W czasie jednej znanej próby, przeprowadzonej na pacjentach cierpiących na ciężką chorobę trzustki, badacze odkryli, że ci ludzie, którzy otrzymywali probiotyki przez sondę, umierali szybciej niż inni. Tak samo, w kontekście szpitalnym, szczep probiotyków saccharomyces boulardii wydaje się często zostawać na rękach lekarzy i pielęgniarek nawet po myciu rąk, co zagraża rozwinięciem się infekcji grzybiczej w krwi pacjentów, a w szczególności u tych najciężej chorych.

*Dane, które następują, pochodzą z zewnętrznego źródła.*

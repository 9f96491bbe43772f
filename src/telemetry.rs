use chrono::{DateTime, TimeZone, Utc};
use serde::{Deserialize, Serialize};

/// One flattened numeric measurement derived from a [`SensorEvent`].
#[derive(Debug, Clone, PartialEq, Serialize)]
pub struct MetricRecord {
    pub name: &'static str,
    pub value: f64,
    pub instance: String,
    pub ts: DateTime<Utc>,
}

#[derive(Debug, thiserror::Error)]
pub enum DecodeError {
    #[error("invalid sensor event JSON: {0}")]
    Json(#[from] simd_json::Error),
    #[error("invalid event timestamp {0:?}")]
    Timestamp(String),
}

/// A decoded sensor reading.
///
/// The common fields are present on every kind of reading; the kind-specific
/// values live in [`Reading`], selected by the `tag` field of the payload.
#[derive(Debug, Clone, PartialEq)]
pub struct SensorEvent {
    pub instance: String,
    pub tag: String,
    pub ts: DateTime<Utc>,
    /// Supply voltage in millivolts.
    pub vcc: Option<f64>,
    pub previous_sample_time_micros: Option<f64>,
    pub rssi: Option<f64>,
    pub reading: Reading,
}

#[derive(Debug, Clone, PartialEq)]
pub enum Reading {
    Temperature { temperature: Option<f64> },
    Pressure { pressure: Option<f64> },
    Humidity { humidity: Option<f64> },
    Environment {
        temperature: Option<f64>,
        pressure: Option<f64>,
        humidity: Option<f64>,
    },
    Current { current: Option<f64> },
    TankLevel { tank_level: Option<f64> },
    ElectricEnergy { amp_hours: Option<f64> },
    LevelReport { level: Option<f64> },
    Motion { motion_detected: Option<bool> },
    ThreadDisplayStatus { parent: Option<ThreadParentInfo> },
    Impulse,
    Unknown,
}

/// Link quality towards the Thread parent router, as reported by displays.
#[derive(Debug, Clone, PartialEq, Default, Deserialize)]
#[serde(rename_all = "camelCase")]
pub struct ThreadParentInfo {
    #[serde(default)]
    pub latest_rssi: Option<f64>,
    #[serde(default)]
    pub avg_rssi: Option<f64>,
    #[serde(default)]
    pub link_quality_in: Option<f64>,
    #[serde(default)]
    pub link_quality_out: Option<f64>,
    #[serde(default)]
    pub rloc16: Option<Rloc16>,
}

#[derive(Debug, Clone, PartialEq, Deserialize)]
#[serde(untagged)]
pub enum Rloc16 {
    Text(String),
    Number(f64),
}

impl Rloc16 {
    /// Raw form used as a tag value.
    pub fn as_tag(&self) -> String {
        match self {
            Rloc16::Text(raw) => raw.trim().to_string(),
            Rloc16::Number(value) => format!("{}", value),
        }
    }

    /// Numeric router locator; `0x`-prefixed strings are hex.
    pub fn value(&self) -> Option<f64> {
        match self {
            Rloc16::Number(value) => Some(*value),
            Rloc16::Text(raw) => {
                let raw = raw.trim();
                let parsed = match raw
                    .strip_prefix("0x")
                    .or_else(|| raw.strip_prefix("0X"))
                {
                    Some(hex) => i64::from_str_radix(hex, 16).ok(),
                    None => raw.parse::<i64>().ok(),
                };
                parsed.map(|v| v as f64)
            }
        }
    }
}

#[derive(Debug, Deserialize)]
#[serde(rename_all = "camelCase")]
struct WireEvent {
    instance: String,
    tag: String,
    ts: WireTimestamp,
    #[serde(default)]
    vcc: Option<f64>,
    #[serde(default)]
    previous_sample_time_micros: Option<f64>,
    #[serde(default)]
    rssi: Option<f64>,
    #[serde(default)]
    temperature: Option<f64>,
    #[serde(default)]
    pressure: Option<f64>,
    #[serde(default)]
    humidity: Option<f64>,
    #[serde(default)]
    current: Option<f64>,
    #[serde(default)]
    tank_level: Option<f64>,
    #[serde(default)]
    amp_hours: Option<f64>,
    #[serde(default)]
    level: Option<f64>,
    #[serde(default)]
    motion_detected: Option<bool>,
    #[serde(default)]
    parent: Option<ThreadParentInfo>,
}

#[derive(Debug, Deserialize)]
#[serde(untagged)]
enum WireTimestamp {
    Str(String),
    Int(i64),
    Float(f64),
}

impl WireTimestamp {
    fn to_datetime(&self) -> Result<DateTime<Utc>, DecodeError> {
        match self {
            WireTimestamp::Str(s) => DateTime::parse_from_rfc3339(s.trim())
                .map(|dt| dt.with_timezone(&Utc))
                .map_err(|_| DecodeError::Timestamp(s.clone())),
            WireTimestamp::Int(ms) => millis_to_dt(*ms),
            WireTimestamp::Float(ms) => millis_to_dt(*ms as i64),
        }
    }
}

fn millis_to_dt(ms: i64) -> Result<DateTime<Utc>, DecodeError> {
    Utc.timestamp_millis_opt(ms)
        .single()
        .ok_or_else(|| DecodeError::Timestamp(ms.to_string()))
}

/// Decodes one MQTT payload. The buffer is parsed in place.
pub fn decode_event(payload: &mut [u8]) -> Result<SensorEvent, DecodeError> {
    let wire: WireEvent = simd_json::from_slice(payload)?;
    SensorEvent::from_wire(wire)
}

impl SensorEvent {
    fn from_wire(wire: WireEvent) -> Result<Self, DecodeError> {
        let ts = wire.ts.to_datetime()?;
        let reading = match wire.tag.as_str() {
            "t" => Reading::Temperature {
                temperature: wire.temperature,
            },
            "p" => Reading::Pressure {
                pressure: wire.pressure,
            },
            "h" => Reading::Humidity {
                humidity: wire.humidity,
            },
            "m" => Reading::Environment {
                temperature: wire.temperature,
                pressure: wire.pressure,
                humidity: wire.humidity,
            },
            "c" => Reading::Current {
                current: wire.current,
            },
            "w" => Reading::TankLevel {
                tank_level: wire.tank_level,
            },
            "e" => Reading::ElectricEnergy {
                amp_hours: wire.amp_hours,
            },
            "l" => Reading::LevelReport { level: wire.level },
            "k" => Reading::Motion {
                motion_detected: wire.motion_detected,
            },
            "s" => Reading::ThreadDisplayStatus {
                parent: wire.parent,
            },
            "i" => Reading::Impulse,
            _ => Reading::Unknown,
        };

        Ok(Self {
            instance: wire.instance,
            tag: wire.tag,
            ts,
            vcc: wire.vcc,
            previous_sample_time_micros: wire.previous_sample_time_micros,
            rssi: wire.rssi,
            reading,
        })
    }

    /// Voltage, sample duration and signal strength, in that order.
    pub fn common_values(&self) -> Vec<(&'static str, f64)> {
        let mut values = Vec::with_capacity(3);
        if let Some(vcc) = self.vcc.filter(|v| *v != 0.0) {
            values.push(("sensorVoltage", vcc / 1000.0));
        }
        if let Some(micros) = self.previous_sample_time_micros.filter(|v| *v != 0.0) {
            values.push(("measurementDuration", micros / 1000.0 / 1000.0));
        }
        if let Some(rssi) = self.rssi {
            values.push(("rssi", rssi));
        }
        values
    }

    /// Every metric carried by this event: the common ones first, then the
    /// kind-specific ones.
    pub fn metrics(&self) -> Vec<MetricRecord> {
        let mut values = self.common_values();
        values.extend(self.reading.values());
        values
            .into_iter()
            .map(|(name, value)| self.record(name, value))
            .collect()
    }

    pub fn record(&self, name: &'static str, value: f64) -> MetricRecord {
        MetricRecord {
            name,
            value,
            instance: self.instance.clone(),
            ts: self.ts,
        }
    }
}

impl Reading {
    /// Kind-specific metrics. Absent values are skipped one by one.
    pub fn values(&self) -> Vec<(&'static str, f64)> {
        let candidates: Vec<(&'static str, Option<f64>)> = match self {
            Reading::Temperature { temperature } => vec![("temperature", *temperature)],
            Reading::Pressure { pressure } => vec![("pressure", *pressure)],
            Reading::Humidity { humidity } => vec![("humidity", *humidity)],
            Reading::Environment {
                temperature,
                pressure,
                humidity,
            } => vec![
                ("temperature", *temperature),
                ("pressure", *pressure),
                ("humidity", *humidity),
            ],
            Reading::Current { current } => vec![("current", *current)],
            Reading::TankLevel { tank_level } => vec![("tankLevel", *tank_level)],
            Reading::ElectricEnergy { amp_hours } => vec![("ampHours", *amp_hours)],
            Reading::LevelReport { level } => vec![("level", *level)],
            Reading::Motion { motion_detected } => vec![(
                "motionDetected",
                motion_detected.map(|detected| if detected { 1.0 } else { 0.0 }),
            )],
            Reading::ThreadDisplayStatus { parent } => match parent {
                Some(parent) => vec![
                    ("thread_linkQualityIn", parent.link_quality_in),
                    ("thread_linkQualityOut", parent.link_quality_out),
                    ("thread_avgRssi", parent.avg_rssi),
                    ("thread_latestRssi", parent.latest_rssi),
                    (
                        "thread_parentRloc16",
                        parent.rloc16.as_ref().and_then(Rloc16::value),
                    ),
                ],
                None => Vec::new(),
            },
            Reading::Impulse => vec![("impulse", Some(1.0))],
            Reading::Unknown => Vec::new(),
        };

        candidates
            .into_iter()
            .filter_map(|(name, value)| value.map(|value| (name, value)))
            .collect()
    }
}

Faktem jest, że probiotyki mogą mieć bardzo silne działanie na ciało. Tak jak lekarstwa. Należy im po prostu oddać to, co ich, czyli ich prawdziwe zalety, a nie zakładać, że będą robić tylko to, co chcemy, żeby robiły, i tylko z tego prostego powodu, że są naturalne albo podawane z cukrem.

Komentarze do: Czy jogurt jest dobry dla zdrowia?

Ta treść nie została jeszcze skomentowana.